HW: So then without objection that’ll be the order.

And the rest is history, and not in a good way.


Images are ©2017 MichaelKohlhaas.Org.

  1. If you came here for further foolishness, therefore, you’ll be disappointed by this post.
  2. I mean, at least for now, anyway.
  3. His fellow Councilmembers are also horrible, except for possibly Paul Krekorian, who voted against online voting for the SRNC when it came before the full Council. Krekorian is certainly horrible for other reasons, though. The whole lot of them are disgusting.
  4. Direct links below.
  5. You can listen to the meeting here. The comments are worth hearing.
  6. Which I would have thought oversees the Department of Neighborhood Empowerment which, in turn, oversees neighborhood councils. However, given recent developments, it’s not so clear to me who’s in charge.
  7. You can listen to that meeting here and read lowbrow but entertaining commentary on it as well.
  8. They call it “deference.” Scott Zwartz has a superficially unhinged but nevertheless entirely accurate description of how and why it functions.
  9. Or maybe it’s not different.

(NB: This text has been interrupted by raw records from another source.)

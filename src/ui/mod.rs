//! User interface subsystem - OLED display + two potentiometers + one button.
//!
//! Everything here is drawn through embedded-graphics onto a
//! [`Surface`], so the same code paints the SSD1306 on target and a RAM
//! frame buffer in host tests.
//!
//! ## Components
//!
//! - **input**: debounced pots and button, one [`input::InputFrame`] per poll
//! - **keyboard**: character-grid password entry
//! - **marquee**: scrolling text for fields narrower than their content
//! - **screens**: full-screen painters for each step of the connection flow

pub mod input;
pub mod input_logic;
pub mod keyboard;
pub mod marquee;
pub mod screens;

use embedded_graphics::pixelcolor::BinaryColor;
use embedded_graphics::prelude::DrawTarget;

use crate::error::Result;

/// A monochrome draw target whose contents become visible on `present`.
pub trait Surface: DrawTarget<Color = BinaryColor> {
    /// Push the frame to the panel.
    fn present(&mut self) -> Result<()>;
}
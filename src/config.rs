//! Application-wide constants and runtime configuration.
//!
//! All hardware pin assignments, timing parameters, and layout
//! constants live here so they can be tuned in one place. The runtime
//! structs at the bottom default from these constants and are handed to
//! each component's constructor.

// Display

/// SSD1306 I²C address.
pub const OLED_I2C_ADDRESS: u8 = 0x3C;

/// Panel size in pixels.
pub const SCREEN_WIDTH: u32 = 128;
pub const SCREEN_HEIGHT: u32 = 64;

// GPIO pin assignments (ESP32-C3 SuperMini)
//
// esp-hal hands out pins as distinct peripheral types, so the wiring is
// fixed in `main.rs`; keep this table in step with it.
//
//   OLED SDA       → GPIO8
//   OLED SCL       → GPIO9
//   Pot X (ADC1)   → GPIO0
//   Pot Y (ADC1)   → GPIO1
//   Button SELECT  → GPIO2 (active-low, internal pull-up)

// Analog input

/// Full-scale reading of the 12-bit ADC.
pub const ADC_MAX: u16 = 4095;

/// Readings below this are the negative zone.
pub const AXIS_LOW_THRESHOLD: u16 = 1200;

/// Readings above this are the positive zone.
pub const AXIS_HIGH_THRESHOLD: u16 = ADC_MAX - AXIS_LOW_THRESHOLD;

/// Quiet interval between accepted zone transitions on one axis (ms).
pub const AXIS_DEBOUNCE_MS: u64 = 150;

/// Button debounce time (ms).
pub const BUTTON_DEBOUNCE_MS: u64 = 200;

/// Minimum spacing between two cursor moves, across both axes (ms).
pub const MOVE_DELAY_MS: u64 = 150;

/// Control loop period (ms).
pub const POLL_INTERVAL_MS: u64 = 20;

// WiFi

/// Maximum number of networks kept from one scan.
pub const MAX_NETWORKS: usize = 20;

/// SSIDs are at most 32 bytes (802.11).
pub const SSID_MAX_LEN: usize = 32;

/// WPA passphrases are at most 63 characters, PSKs 64 hex digits.
pub const PASSWORD_MAX_LEN: usize = 64;

/// How long one connection attempt may take before it is abandoned (ms).
pub const CONNECT_TIMEOUT_MS: u64 = 10_000;

/// How long a result / "no networks" notice stays up (ms).
pub const NOTICE_MS: u64 = 2_000;

/// How long the "Enter password for:" prompt is shown (ms).
pub const PASSWORD_PROMPT_MS: u64 = 1_000;

/// How long the scan result list stays up unless skipped with a press (ms).
/// Zero skips the list.
pub const NETWORK_LIST_MS: u64 = 1_500;

// Credential storage

/// Namespace holding the saved credential pair.
pub const CREDENTIALS_NAMESPACE: &str = "wifi-creds";

pub const KEY_SSID: &str = "ssid";
pub const KEY_PASSWORD: &str = "password";

/// Longest namespace name the store accepts.
pub const NAMESPACE_MAX_LEN: usize = 15;

/// Flash region reserved for the credential map (the default NVS partition
/// of the ESP-IDF layout, 6 × 4 KB sectors).
pub const STORAGE_FLASH_START: u32 = 0x9000;
pub const STORAGE_FLASH_END: u32 = 0xF000;

// On-screen keyboard

/// Password buffer capacity (visible characters).
pub const PASSWORD_CAPACITY: usize = 49;

/// Keyboard cell size in pixels.
pub const KEY_CELL_WIDTH: u32 = 7;
pub const KEY_CELL_HEIGHT: u32 = 8;

/// First pixel row of the key grid.
pub const KEY_GRID_TOP: i32 = 16;

// Marquee

/// Pixel advance of one character of the 6×10 font.
pub const CHAR_WIDTH_PX: u32 = 6;

/// Pixels moved per smooth-scroll step.
pub const SMOOTH_STEP_PX: u32 = 2;

pub const MARQUEE_WIDTH_CHARS: usize = 20;
pub const MARQUEE_WIDTH_PX: u32 = 120;
pub const MARQUEE_SCROLL_MS: u64 = 150;
pub const MARQUEE_PAUSE_MS: u64 = 1_000;

/// SSID field on the selector screen: 18 characters next to the "SSID:" label.
pub const SSID_MARQUEE_WIDTH_CHARS: usize = 18;
pub const SSID_MARQUEE_SCROLL_MS: u64 = 100;
pub const SSID_MARQUEE_PAUSE_MS: u64 = 1_500;

/// Password prompt: almost full width.
pub const PROMPT_MARQUEE_WIDTH_CHARS: usize = 21;

/// Keyboard edit line, left of the focused-key label.
pub const BUFFER_MARQUEE_WIDTH_CHARS: usize = 16;
pub const BUFFER_MARQUEE_SCROLL_MS: u64 = 80;
pub const BUFFER_MARQUEE_PAUSE_MS: u64 = 600;

// Runtime configuration

/// Thresholds and timings of the debounced controls.
#[derive(Clone, Copy, Debug, PartialEq, Eq)]
#[cfg_attr(feature = "defmt", derive(defmt::Format))]
pub struct InputConfig {
    pub low_threshold: u16,
    pub high_threshold: u16,
    pub axis_debounce_ms: u64,
    pub button_debounce_ms: u64,
    pub move_delay_ms: u64,
}

impl Default for InputConfig {
    fn default() -> Self {
        Self {
            low_threshold: AXIS_LOW_THRESHOLD,
            high_threshold: AXIS_HIGH_THRESHOLD,
            axis_debounce_ms: AXIS_DEBOUNCE_MS,
            button_debounce_ms: BUTTON_DEBOUNCE_MS,
            move_delay_ms: MOVE_DELAY_MS,
        }
    }
}

/// Geometry and timing of one scrolling text field.
#[derive(Clone, Copy, Debug, PartialEq, Eq)]
#[cfg_attr(feature = "defmt", derive(defmt::Format))]
pub struct MarqueeConfig {
    /// Visible characters.
    pub width_chars: usize,
    /// Visible pixels (used to clear / clip the field).
    pub width_px: u32,
    /// Pixel advance of one character.
    pub char_px: u32,
    pub scroll_delay_ms: u64,
    pub pause_delay_ms: u64,
    pub looping: bool,
    pub smooth: bool,
}

impl Default for MarqueeConfig {
    fn default() -> Self {
        Self {
            width_chars: MARQUEE_WIDTH_CHARS,
            width_px: MARQUEE_WIDTH_PX,
            char_px: CHAR_WIDTH_PX,
            scroll_delay_ms: MARQUEE_SCROLL_MS,
            pause_delay_ms: MARQUEE_PAUSE_MS,
            looping: true,
            smooth: true,
        }
    }
}

impl MarqueeConfig {
    /// Field of `width_chars` characters, pixel width derived from the font.
    pub const fn with_width(mut self, width_chars: usize) -> Self {
        self.width_chars = width_chars;
        self.width_px = width_chars as u32 * self.char_px;
        self
    }

    /// SSID line of the selector screen.
    pub fn ssid() -> Self {
        Self {
            scroll_delay_ms: SSID_MARQUEE_SCROLL_MS,
            pause_delay_ms: SSID_MARQUEE_PAUSE_MS,
            ..Self::default()
        }
        .with_width(SSID_MARQUEE_WIDTH_CHARS)
    }

    /// SSID line of the password prompt.
    pub fn prompt() -> Self {
        Self::default().with_width(PROMPT_MARQUEE_WIDTH_CHARS)
    }

    /// Edit line of the keyboard: runs once to the tail and stays there.
    pub fn edit_line() -> Self {
        Self {
            scroll_delay_ms: BUFFER_MARQUEE_SCROLL_MS,
            pause_delay_ms: BUFFER_MARQUEE_PAUSE_MS,
            looping: false,
            smooth: false,
            ..Self::default()
        }
        .with_width(BUFFER_MARQUEE_WIDTH_CHARS)
    }
}

/// Connection policy knobs.
#[derive(Clone, Copy, Debug, PartialEq, Eq)]
#[cfg_attr(feature = "defmt", derive(defmt::Format))]
pub struct WifiConfig {
    pub namespace: &'static str,
    pub connect_timeout_ms: u64,
    pub notice_ms: u64,
    pub prompt_ms: u64,
    pub list_ms: u64,
}

impl Default for WifiConfig {
    fn default() -> Self {
        Self {
            namespace: CREDENTIALS_NAMESPACE,
            connect_timeout_ms: CONNECT_TIMEOUT_MS,
            notice_ms: NOTICE_MS,
            prompt_ms: PASSWORD_PROMPT_MS,
            list_ms: NETWORK_LIST_MS,
        }
    }
}

/// Everything tunable at runtime, passed down through the context.
#[derive(Clone, Copy, Debug, PartialEq, Eq)]
#[cfg_attr(feature = "defmt", derive(defmt::Format))]
pub struct Config {
    pub input: InputConfig,
    pub wifi: WifiConfig,
    pub ssid_marquee: MarqueeConfig,
    pub prompt_marquee: MarqueeConfig,
    pub edit_marquee: MarqueeConfig,
}

impl Config {
    pub fn new() -> Self {
        Self {
            input: InputConfig::default(),
            wifi: WifiConfig::default(),
            ssid_marquee: MarqueeConfig::ssid(),
            prompt_marquee: MarqueeConfig::prompt(),
            edit_marquee: MarqueeConfig::edit_line(),
        }
    }
}

impl Default for Config {
    fn default() -> Self {
        Self::new()
    }
}
//! Credential store on internal flash.
//!
//! Uses a `sequential-storage` map over the NVS partition range. Each
//! `namespace/key` pair is hashed (FNV-1a) into a `u32` map key; values
//! are stored as `[len: u8][utf-8 bytes]`.

use core::ops::Range;

use embassy_embedded_hal::adapter::BlockingAsync;
use embassy_futures::block_on;
use embedded_storage::nor_flash::NorFlash;
use heapless::String;
use sequential_storage::cache::NoCache;
use sequential_storage::map::{fetch_item, store_item};

use crate::config::{NAMESPACE_MAX_LEN, PASSWORD_MAX_LEN, STORAGE_FLASH_END, STORAGE_FLASH_START};
use crate::error::StorageError;
use crate::storage::CredentialStore;

/// Work buffer: map key, item header and the longest value.
const RECORD_BUF_SIZE: usize = 128;

/// Handle returned by [`FlashStore::open`].
pub struct FlashHandle {
    namespace: String<NAMESPACE_MAX_LEN>,
    read_only: bool,
}

pub struct FlashStore<F> {
    flash: BlockingAsync<F>,
    range: Range<u32>,
}

impl<F: NorFlash> FlashStore<F> {
    pub fn new(flash: F) -> Self {
        Self {
            flash: BlockingAsync::new(flash),
            range: STORAGE_FLASH_START..STORAGE_FLASH_END,
        }
    }
}

/// FNV-1a over `namespace/key`.
fn slot(namespace: &str, key: &str) -> u32 {
    let mut hash: u32 = 0x811C_9DC5;
    let bytes = namespace.bytes().chain(core::iter::once(b'/')).chain(key.bytes());
    for b in bytes {
        hash ^= u32::from(b);
        hash = hash.wrapping_mul(0x0100_0193);
    }
    hash
}

fn decode<const N: usize>(data: &[u8]) -> Result<String<N>, StorageError> {
    let (&len, rest) = data.split_first().ok_or(StorageError::Corrupted)?;
    let bytes = rest.get(..len as usize).ok_or(StorageError::Corrupted)?;
    let text = core::str::from_utf8(bytes).map_err(|_| StorageError::Corrupted)?;
    String::try_from(text).map_err(|_| StorageError::Corrupted)
}

impl<F: NorFlash> CredentialStore for FlashStore<F> {
    type Handle = FlashHandle;

    fn open(&mut self, namespace: &str, read_only: bool) -> Result<FlashHandle, StorageError> {
        if namespace.is_empty() {
            return Err(StorageError::OpenFailed);
        }
        let namespace = String::try_from(namespace).map_err(|_| StorageError::OpenFailed)?;
        Ok(FlashHandle {
            namespace,
            read_only,
        })
    }

    fn get_string<const N: usize>(
        &mut self,
        handle: &FlashHandle,
        key: &str,
        default: &str,
    ) -> Result<String<N>, StorageError> {
        let mut buf = [0u8; RECORD_BUF_SIZE];
        let item = slot(handle.namespace.as_str(), key);

        match block_on(fetch_item::<u32, &[u8], _>(
            &mut self.flash,
            self.range.clone(),
            &mut NoCache::new(),
            &mut buf,
            &item,
        )) {
            Ok(Some(data)) => decode(data),
            Ok(None) => String::try_from(default).map_err(|_| StorageError::Corrupted),
            Err(e) => {
                error!("Flash read error: {:?}", defmt::Debug2Format(&e));
                Err(StorageError::Flash)
            }
        }
    }

    fn put_string(
        &mut self,
        handle: &FlashHandle,
        key: &str,
        value: &str,
    ) -> Result<(), StorageError> {
        if handle.read_only {
            return Err(StorageError::ReadOnly);
        }
        if value.len() > PASSWORD_MAX_LEN {
            return Err(StorageError::Corrupted);
        }

        let mut data = [0u8; PASSWORD_MAX_LEN + 1];
        data[0] = value.len() as u8;
        data[1..=value.len()].copy_from_slice(value.as_bytes());
        let data = &data[..=value.len()];

        let mut buf = [0u8; RECORD_BUF_SIZE];
        let item = slot(handle.namespace.as_str(), key);

        match block_on(store_item::<u32, &[u8], _>(
            &mut self.flash,
            self.range.clone(),
            &mut NoCache::new(),
            &mut buf,
            &item,
            &data,
        )) {
            Ok(()) => {
                debug!("Stored {} bytes under {}", data.len(), key);
                Ok(())
            }
            Err(e) => {
                error!("Flash write error: {:?}", defmt::Debug2Format(&e));
                Err(StorageError::Flash)
            }
        }
    }

    fn close(&mut self, _handle: FlashHandle) {}
}
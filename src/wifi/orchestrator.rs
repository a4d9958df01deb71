//! Top-level connection policy.
//!
//! One cycle: scan → list of what was found → saved credentials (if that
//! SSID is on the air) → interactive selector → make sure the pair is
//! persisted → ready.
//! `restart` begins a new cycle with a fresh scan.

use crate::context::Context;
use crate::error::Error;
use crate::storage::CredentialStore;
use crate::ui::input::{ControlInputs, InputFrame};
use crate::ui::{screens, Surface};
use crate::wifi::attempt::{AttemptStatus, ConnectionAttempt};
use crate::wifi::scanner;
use crate::wifi::selector::{NetworkSelector, SelectorStep};
use crate::wifi::{Connection, CredentialPair, NetworkList, Radio};

/// What the orchestrator is doing, for logging and tests.
#[derive(Clone, Copy, Debug, PartialEq, Eq)]
#[cfg_attr(feature = "defmt", derive(defmt::Format))]
pub enum Stage {
    Scanning,
    Listing,
    NoNetworks,
    SavedAttempt,
    Announcing,
    Selecting,
    Ready,
    Failed,
}

/// Result of one orchestrator poll.
#[derive(Clone, Debug, PartialEq, Eq)]
pub enum Progress {
    Working,
    Ready(Connection),
    Failed(Error),
}

enum Phase {
    /// The first poll paints the scanning screen, the second one scans.
    Scanning { shown: bool },
    /// Scan results on screen; a press skips ahead.
    Listing { since_ms: u64 },
    NoNetworks { since_ms: u64 },
    SavedAttempt {
        attempt: ConnectionAttempt,
        credentials: CredentialPair,
    },
    /// "Connected!" after a saved-credential connection.
    Announcing {
        since_ms: u64,
        connection: Connection,
    },
    Selecting(NetworkSelector),
    Ready(Connection),
    Failed(Error),
}

pub struct Orchestrator {
    phase: Phase,
    networks: NetworkList,
}

impl Default for Orchestrator {
    fn default() -> Self {
        Self::new()
    }
}

impl Orchestrator {
    pub fn new() -> Self {
        Self {
            phase: Phase::Scanning { shown: false },
            networks: NetworkList::new(),
        }
    }

    /// Start a new cycle. The network list is rebuilt by the next scan.
    pub fn restart(&mut self) {
        info!("Restarting connection cycle");
        self.networks.clear();
        self.phase = Phase::Scanning { shown: false };
    }

    pub fn poll<R, S, I, D>(
        &mut self,
        ctx: &mut Context<R, S, I, D>,
        frame: InputFrame,
        now_ms: u64,
    ) -> Progress
    where
        R: Radio,
        S: CredentialStore,
        I: ControlInputs,
        D: Surface,
    {
        let next = match &mut self.phase {
            Phase::Scanning { shown: false } => {
                screens::scanning(&mut ctx.surface);
                ctx.present();
                Some(Phase::Scanning { shown: true })
            }

            Phase::Scanning { shown: true } => Some(Self::after_scan(&mut self.networks, ctx, now_ms)),

            Phase::Listing { since_ms } => {
                if frame.pressed || now_ms.saturating_sub(*since_ms) >= ctx.config.wifi.list_ms {
                    Some(Self::after_list(&self.networks, ctx, now_ms))
                } else {
                    None
                }
            }

            Phase::NoNetworks { since_ms } => {
                if now_ms.saturating_sub(*since_ms) >= ctx.config.wifi.notice_ms {
                    Some(Phase::Failed(Error::NoNetworksFound))
                } else {
                    None
                }
            }

            Phase::SavedAttempt {
                attempt,
                credentials,
            } => match attempt.poll(&mut ctx.radio, now_ms) {
                AttemptStatus::Pending => None,
                AttemptStatus::Connected(connection) => {
                    info!("Connected to saved network");
                    ctx.vault.ensure_saved(credentials);
                    screens::connected(&mut ctx.surface, connection.address);
                    ctx.present();
                    Some(Phase::Announcing {
                        since_ms: now_ms,
                        connection,
                    })
                }
                AttemptStatus::Failed => {
                    warn!("Failed to connect to saved network");
                    if let Err(e) = ctx.radio.disconnect() {
                        warn!("Disconnect failed: {:?}", e);
                    }
                    Some(Phase::Selecting(NetworkSelector::new(
                        &self.networks,
                        &ctx.config,
                        now_ms,
                    )))
                }
            },

            Phase::Announcing {
                since_ms,
                connection,
            } => {
                if now_ms.saturating_sub(*since_ms) >= ctx.config.wifi.notice_ms {
                    Some(Phase::Ready(connection.clone()))
                } else {
                    None
                }
            }

            Phase::Selecting(selector) => match selector.poll(ctx, &self.networks, frame, now_ms) {
                SelectorStep::Pending => None,
                SelectorStep::Connected {
                    connection,
                    credentials,
                } => {
                    ctx.vault.ensure_saved(&credentials);
                    Some(Phase::Ready(connection))
                }
                SelectorStep::Empty => Some(Phase::Failed(Error::NoNetworksFound)),
            },

            Phase::Ready(_) | Phase::Failed(_) => None,
        };

        if let Some(phase) = next {
            self.phase = phase;
        }

        match &self.phase {
            Phase::Ready(connection) => Progress::Ready(connection.clone()),
            Phase::Failed(e) => Progress::Failed(*e),
            _ => Progress::Working,
        }
    }

    /// Scan, then list the results (or go on straight away when the list
    /// is disabled).
    fn after_scan<R, S, I, D>(
        networks: &mut NetworkList,
        ctx: &mut Context<R, S, I, D>,
        now_ms: u64,
    ) -> Phase
    where
        R: Radio,
        S: CredentialStore,
        I: ControlInputs,
        D: Surface,
    {
        *networks = match scanner::scan(&mut ctx.radio) {
            Ok(networks) => networks,
            Err(Error::NoNetworksFound) => {
                screens::no_networks(&mut ctx.surface);
                ctx.present();
                return Phase::NoNetworks { since_ms: now_ms };
            }
            Err(e) => {
                warn!("Scan failed: {:?}", e);
                return Phase::Failed(e);
            }
        };

        if ctx.config.wifi.list_ms == 0 {
            return Self::after_list(networks, ctx, now_ms);
        }
        screens::network_list(&mut ctx.surface, networks);
        ctx.present();
        Phase::Listing { since_ms: now_ms }
    }

    /// Try the saved pair if its network is on the air, otherwise open the
    /// selector.
    fn after_list<R, S, I, D>(
        networks: &NetworkList,
        ctx: &mut Context<R, S, I, D>,
        now_ms: u64,
    ) -> Phase
    where
        R: Radio,
        S: CredentialStore,
        I: ControlInputs,
        D: Surface,
    {
        let Some(saved) = ctx.vault.load() else {
            return Phase::Selecting(NetworkSelector::new(networks, &ctx.config, now_ms));
        };

        let Some(network) = scanner::find(networks, saved.ssid.as_str()) else {
            info!("Saved network {} not found in scan", saved.ssid.as_str());
            return Phase::Selecting(NetworkSelector::new(networks, &ctx.config, now_ms));
        };

        info!("Found saved network: {}", saved.ssid.as_str());
        screens::connecting_saved(&mut ctx.surface, saved.ssid.as_str());
        ctx.present();

        match ConnectionAttempt::start(
            &mut ctx.radio,
            saved.ssid.as_str(),
            saved.password_for(network.auth),
            now_ms,
            ctx.config.wifi.connect_timeout_ms,
        ) {
            Ok(attempt) => Phase::SavedAttempt {
                attempt,
                credentials: saved,
            },
            Err(e) => {
                warn!("Could not start saved connection: {:?}", e);
                Phase::Selecting(NetworkSelector::new(networks, &ctx.config, now_ms))
            }
        }
    }

    pub fn stage(&self) -> Stage {
        match self.phase {
            Phase::Scanning { .. } => Stage::Scanning,
            Phase::Listing { .. } => Stage::Listing,
            Phase::NoNetworks { .. } => Stage::NoNetworks,
            Phase::SavedAttempt { .. } => Stage::SavedAttempt,
            Phase::Announcing { .. } => Stage::Announcing,
            Phase::Selecting(_) => Stage::Selecting,
            Phase::Ready(_) => Stage::Ready,
            Phase::Failed(_) => Stage::Failed,
        }
    }

    /// Results of the current cycle's scan.
    pub fn networks(&self) -> &NetworkList {
        &self.networks
    }

    pub fn selector(&self) -> Option<&NetworkSelector> {
        match &self.phase {
            Phase::Selecting(selector) => Some(selector),
            _ => None,
        }
    }
}
/// Result of one selector poll.
#[derive(Clone, Debug, PartialEq, Eq)]
pub enum SelectorStep {
    /// Still working; poll again.
    Pending,
    /// Link is up and the pair has been handed to the vault.
    Connected {
        connection: Connection,
        credentials: CredentialPair,
    },
    /// The list was empty; the notice has been shown.
    Empty,
}

enum State {
    NothingToSelect {
        since_ms: u64,
    },
    Browsing,
    PasswordPrompt {
        since_ms: u64,
    },
    EnteringPassword(Keyboard),
    Connecting {
        attempt: ConnectionAttempt,
        credentials: CredentialPair,
    },
    Connected {
        since_ms: u64,
        connection: Connection,
        credentials: CredentialPair,
    },
    Failed {
        since_ms: u64,
    },
}

pub struct NetworkSelector {
    selected: usize,
    ssid: Marquee<SSID_MAX_LEN>,
    prompt: Marquee<SSID_MAX_LEN>,
    state: State,
    dirty: bool,
}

Maybe this is just the first such episode I’ve paid enough attention to to let me see it happening.
  10. You can listen to straight audio here and I also put a video on YouTube so that I could link through to specific times, which doesn’t seem to be possible with Archive.Org audio. Unfortunately Council committee meetings are only audiotaped, not videotaped, so I had to just put a still picture as the video track. Please forgive.